My sister Liz was here with me for a few days, and I got so much done! I wish she didn’t live so far away. Not just because the kids love her, and I can clean and organize while she’s here, but because I love her! I wish I could brew a pot of coffee in the afternoon, call her up, and have her stop by for a mug and a chat.
My windows and curtains are sparkly clean now. I love that the sunshine actually SHINES IN my windows in the fall! While Liz was here I also washed down walls, ceiling fans, wood floors and woodwork, vacuumed the stairs, the upstairs floors (a rare feat!), window blinds and lampshades, cleaned out kitchen drawers, wiped down kitchen cabinets, and piled up stuff for the Goodwill.
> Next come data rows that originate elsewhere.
use serde::{Serialize, Deserialize};

use crate::error::{NetworkError, Result};

/// Dense row-major matrix of `f64`.
///
/// The buffer is flat; `n` is the row stride (number of columns) and the
/// row count is derived as `len / n`. An empty matrix always has `n == 0`.
#[derive(Debug, Clone, PartialEq, Default, Serialize, Deserialize)]
#[serde(try_from = "RawMatrix")]
pub struct Matrix {
    data: Vec<f64>,
    n: usize,
}

/// Unchecked serialized form; goes through [`Matrix::try_from_vec`].
#[derive(Deserialize)]
struct RawMatrix {
    data: Vec<f64>,
    n: usize,
}

impl TryFrom<RawMatrix> for Matrix {
    type Error = NetworkError;

    fn try_from(raw: RawMatrix) -> Result<Matrix> {
        Matrix::try_from_vec(raw.data, raw.n)
    }
}

impl Matrix {
    /// `m x n` matrix of zeros. Either dimension being zero yields the empty matrix.
    pub fn new(m: usize, n: usize) -> Matrix {
        if m == 0 || n == 0 {
            return Matrix::default();
        }
        Matrix { data: vec![0.0; m * n], n }
    }

    pub fn zeros(m: usize, n: usize) -> Matrix {
        Matrix::new(m, n)
    }

    /// Builds a matrix from a flat row-major buffer and a row stride.
    ///
    /// # Panics
    /// Panics if `data.len()` is not a multiple of `n`, or if `n == 0` while
    /// `data` is non-empty.
    pub fn from_vec(data: Vec<f64>, n: usize) -> Matrix {
        match Matrix::try_from_vec(data, n) {
            Ok(matrix) => matrix,
            Err(err) => panic!("{}", err),
        }
    }

    /// Fallible [`from_vec`](Self::from_vec), used when the buffer comes from
    /// outside the crate.
    pub fn try_from_vec(data: Vec<f64>, n: usize) -> Result<Matrix> {
        if n == 0 {
            if !data.is_empty() {
                return Err(NetworkError::InvalidShape(format!(
                    "matrix with zero columns holds {} values",
                    data.len()
                )));
            }
            return Ok(Matrix::default());
        }
        if data.len() % n != 0 {
            return Err(NetworkError::InvalidShape(format!(
                "buffer of length {} is not divisible by stride {}",
                data.len(),
                n
            )));
        }
        if data.is_empty() {
            return Ok(Matrix::default());
        }
        Ok(Matrix { data, n })
    }

    /// Builds a matrix from nested rows; all rows must have equal length.
    pub fn from_rows(rows: Vec<Vec<f64>>) -> Matrix {
        let n = rows.first().map_or(0, Vec::len);
        assert!(
            rows.iter().all(|row| row.len() == n),
            "Matrix rows must all have the same length"
        );
        Matrix::from_vec(rows.into_iter().flatten().collect(), n)
    }

    /// Number of rows.
    pub fn m(&self) -> usize {
        if self.n == 0 { 0 } else { self.data.len() / self.n }
    }

    /// Number of columns (row stride).
    pub fn n(&self) -> usize {
        self.n
    }

    /// Total element count.
    pub fn size(&self) -> usize {
        self.data.len()
    }

    pub fn is_empty(&self) -> bool {
        self.data.is_empty()
    }

    pub fn is_column_vector(&self) -> bool {
        self.n == 1 && !self.data.is_empty()
    }

    pub fn is_row_vector(&self) -> bool {
        self.m() == 1
    }

    pub fn value(&self, i: usize, j: usize) -> f64 {
        self.data[self.offset(i, j)]
    }

    pub fn value_mut(&mut self, i: usize, j: usize) -> &mut f64 {
        let offset = self.offset(i, j);
        &mut self.data[offset]
    }

    pub fn set(&mut self, i: usize, j: usize, value: f64) {
        *self.value_mut(i, j) = value;
    }

    /// Flat row-major view of the buffer.
    pub fn values(&self) -> &[f64] {
        &self.data
    }

    pub fn values_mut(&mut self) -> &mut [f64] {
        &mut self.data
    }

    pub fn into_values(self) -> Vec<f64> {
        self.data
    }

    /// Applies `functor` to every element, keeping the shape.
    pub fn map<F>(&self, functor: F) -> Matrix
    where
        F: Fn(f64) -> f64,
    {
        Matrix {
            data: self.data.iter().map(|&x| functor(x)).collect(),
            n: self.n,
        }
    }

    /// Combines two equal-shaped matrices element by element.
    ///
    /// # Panics
    /// Panics when the shapes differ.
    pub fn zip_map<F>(&self, rhs: &Matrix, functor: F) -> Matrix
    where
        F: Fn(f64, f64) -> f64,
    {
        assert!(
            self.same_shape(rhs),
            "Matrices are of incorrect sizes: {}x{} vs {}x{}",
            self.m(),
            self.n(),
            rhs.m(),
            rhs.n()
        );
        Matrix {
            data: self.data.iter().zip(rhs.data.iter()).map(|(&a, &b)| functor(a, b)).collect(),
            n: self.n,
        }
    }

    pub fn same_shape(&self, rhs: &Matrix) -> bool {
        self.n == rhs.n && self.data.len() == rhs.data.len()
    }

    fn offset(&self, i: usize, j: usize) -> usize {
        assert!(
            i < self.m() && j < self.n,
            "Matrix index ({}, {}) out of bounds for {}x{}",
            i,
            j,
            self.m(),
            self.n
        );
        i * self.n + j
    }
}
I also had NO mountains of dishes or laundry, thanks to Liz!
Maybe I have a nesting addiction? Megan is nineteen months old, and normally I would have a brand new baby by now. So I don’t have a baby, but still have nesting impulses? Crazy theory, nevermind.
Today I have dishes. And laundry. But I finally got to sit in my chair!!! That birthday present papasan? I set it up days ago, and even lit candles for a calm, relaxing atmosphere. But every time I tried to sneak in my room, I got caught. I did get serenaded by Moosies! When she saw the candles, she started singing “Happy Birthday” to me. Adorable!
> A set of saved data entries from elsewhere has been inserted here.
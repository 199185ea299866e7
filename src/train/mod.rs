pub mod backprop;
pub mod trainer;
pub mod epoch_stats;
pub mod train_config;
pub mod loop_fn;
pub mod evaluate;

pub use backprop::{back_propagate, back_propagate_error, compute_gradients, DeltaRule};
pub use trainer::train;
pub use epoch_stats::{BatchStats, EpochStats};
pub use train_config::{BatchMode, TrainConfig};
pub use loop_fn::{train_epoch, train_until};
pub use evaluate::{accuracy, dataset_cost, test};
This afternoon I brewed some tea and cuddled up in my chair while the kids watched “Snow White.” I read five pages of a book, and dozed for maybe twenty minutes until Megan and Cameron both woke up crying.
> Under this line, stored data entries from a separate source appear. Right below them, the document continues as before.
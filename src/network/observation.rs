use std::ops::Index;

use crate::math::neurons::Neurons;

/// Per-layer trace of one forward pass.
///
/// Entry `l` holds layer `l`'s pre-activation `z` and activation `a`. For the
/// input layer both are the raw input. Back-propagation needs the activations
/// of every layer, so the whole trace is kept.
#[derive(Debug, Clone, PartialEq)]
pub struct Observation {
    pre_activations: Vec<Neurons>,
    activations: Vec<Neurons>,
}

impl Observation {
    pub(crate) fn with_capacity(layers: usize) -> Observation {
        Observation {
            pre_activations: Vec::with_capacity(layers),
            activations: Vec::with_capacity(layers),
        }
    }

    pub(crate) fn push(&mut self, z: Neurons, a: Neurons) {
        self.pre_activations.push(z);
        self.activations.push(a);
    }

    /// Number of layers traced.
    pub fn len(&self) -> usize {
        self.activations.len()
    }

    pub fn is_empty(&self) -> bool {
        self.activations.is_empty()
    }

    pub fn activation(&self, layer: usize) -> &Neurons {
        &self.activations[layer]
    }

    pub fn pre_activation(&self, layer: usize) -> &Neurons {
        &self.pre_activations[layer]
    }

    pub fn activations(&self) -> &[Neurons] {
        &self.activations
    }

    /// Activations of the last layer.
    pub fn output(&self) -> &Neurons {
        self.activations.last().expect("observation has no layers")
    }

    pub fn into_output(mut self) -> Neurons {
        self.activations.pop().expect("observation has no layers")
    }
}

impl Index<usize> for Observation {
    type Output = Neurons;

    fn index(&self, layer: usize) -> &Neurons {
        &self.activations[layer]
    }
}
use serde::{Serialize, Deserialize};

use crate::math::neurons::Neurons;

/// Activation applied to a layer's pre-activation column.
///
/// Each variant pairs a vector-to-vector function with its derivative so the
/// two are always dispatched together. Derivatives are expressed in terms of
/// the **activated** value `a`, not the raw `z`; back-propagation relies on
/// this convention.
#[derive(Debug, Clone, Copy, PartialEq, Eq, Default, Serialize, Deserialize)]
#[serde(rename_all = "snake_case")]
pub enum ActivationFunction {
    #[default]
    Linear,
    Sigmoid,
    /// Vector-valued; see [`ActivationFunction::derivative`] for the
    /// approximation used on the backward pass.
    Softmax,
    #[serde(rename = "relu")]
    ReLU,
    Tanh,
}

impl ActivationFunction {
    /// Applies the activation to a whole column.
    pub fn apply(&self, z: &Neurons) -> Neurons {
        match self {
            ActivationFunction::Linear => z.clone(),
            ActivationFunction::Sigmoid => z.map(sigmoid),
            ActivationFunction::Softmax => softmax(z),
            ActivationFunction::ReLU => z.map(|x| if x > 0.0 { x } else { 0.0 }),
            ActivationFunction::Tanh => z.map(f64::tanh),
        }
    }

    /// Derivative evaluated at the activated values `a`.
    ///
    /// `Softmax` uses the element-wise `a(1 - a)`, i.e. the diagonal of its
    /// Jacobian. The off-diagonal terms are dropped.
    pub fn derivative(&self, a: &Neurons) -> Neurons {
        match self {
            ActivationFunction::Linear => a.map(|_| 1.0),
            ActivationFunction::Sigmoid | ActivationFunction::Softmax => a.map(|x| x * (1.0 - x)),
            ActivationFunction::ReLU => a.map(|x| if x > 0.0 { 1.0 } else { 0.0 }),
            ActivationFunction::Tanh => a.map(|x| 1.0 - x * x),
        }
    }

    pub fn name(&self) -> &'static str {
        match self {
            ActivationFunction::Linear => "linear",
            ActivationFunction::Sigmoid => "sigmoid",
            ActivationFunction::Softmax => "softmax",
            ActivationFunction::ReLU => "relu",
            ActivationFunction::Tanh => "tanh",
        }
    }
}

fn sigmoid(x: f64) -> f64 {
    1.0 / (1.0 + (-x).exp())
}

fn softmax(z: &Neurons) -> Neurons {
    if z.len() == 0 {
        return Neurons::default();
    }
    // Shifting by the max leaves the ratios unchanged and keeps exp() finite.
    let max = z.iter().cloned().fold(f64::NEG_INFINITY, f64::max);
    let exps: Vec<f64> = z.iter().map(|&x| (x - max).exp()).collect();
    let total: f64 = exps.iter().sum();
    Neurons::from(exps.into_iter().map(|e| e / total).collect::<Vec<_>>())
}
Interruptions are my life! I guess I don’t mind. I do in the moment, yes! I get frustrated when Derek brings me home a hot, steaming, DELICIOUS cup of coffee from Starbucks, but I have a toddler following my around demanding, “Mommy! Mommy! Mommy! Mommy!” And Derek can’t take her because the phone keeps ringing. And he has to go work on the truck. And CJ let the chickens out, and the rabbit is still lost, and Kbug let the door slam on Cboy’s face, and somebody doesn’t remember the other Hunsbergers’ phone number so they call US! So I sink down on the floor with a bucket of blocks, and build towers for Moosies to knock over while I sip my coffee.
My heart softens as Moosies grins at me and says, “elephant?”
“Yeah! That’s an elephant!” I’m amazed that she remembers. I show her more wooden block pictures, and she knows at least half of them! And I remember that I’m her teacher, and she loves me, and we’re bonding, and tying heart strings, and I’ll be sad when she’s too old to follow me around and beg, “Hold me!” So for now, I’ll just hold her tight. I can share my papasan with a little girl who won’t let me go, and her big brother that still gets jealous. I can stop blogging and finish at night, so I can read a book to a six-year-old daughter who’s wondering how much I love her. And whether I’ll love her unconditionally, or be a fairweather mom.
I have a lot of time to share right now, and children who still want me to share with them! It won’t always be this way.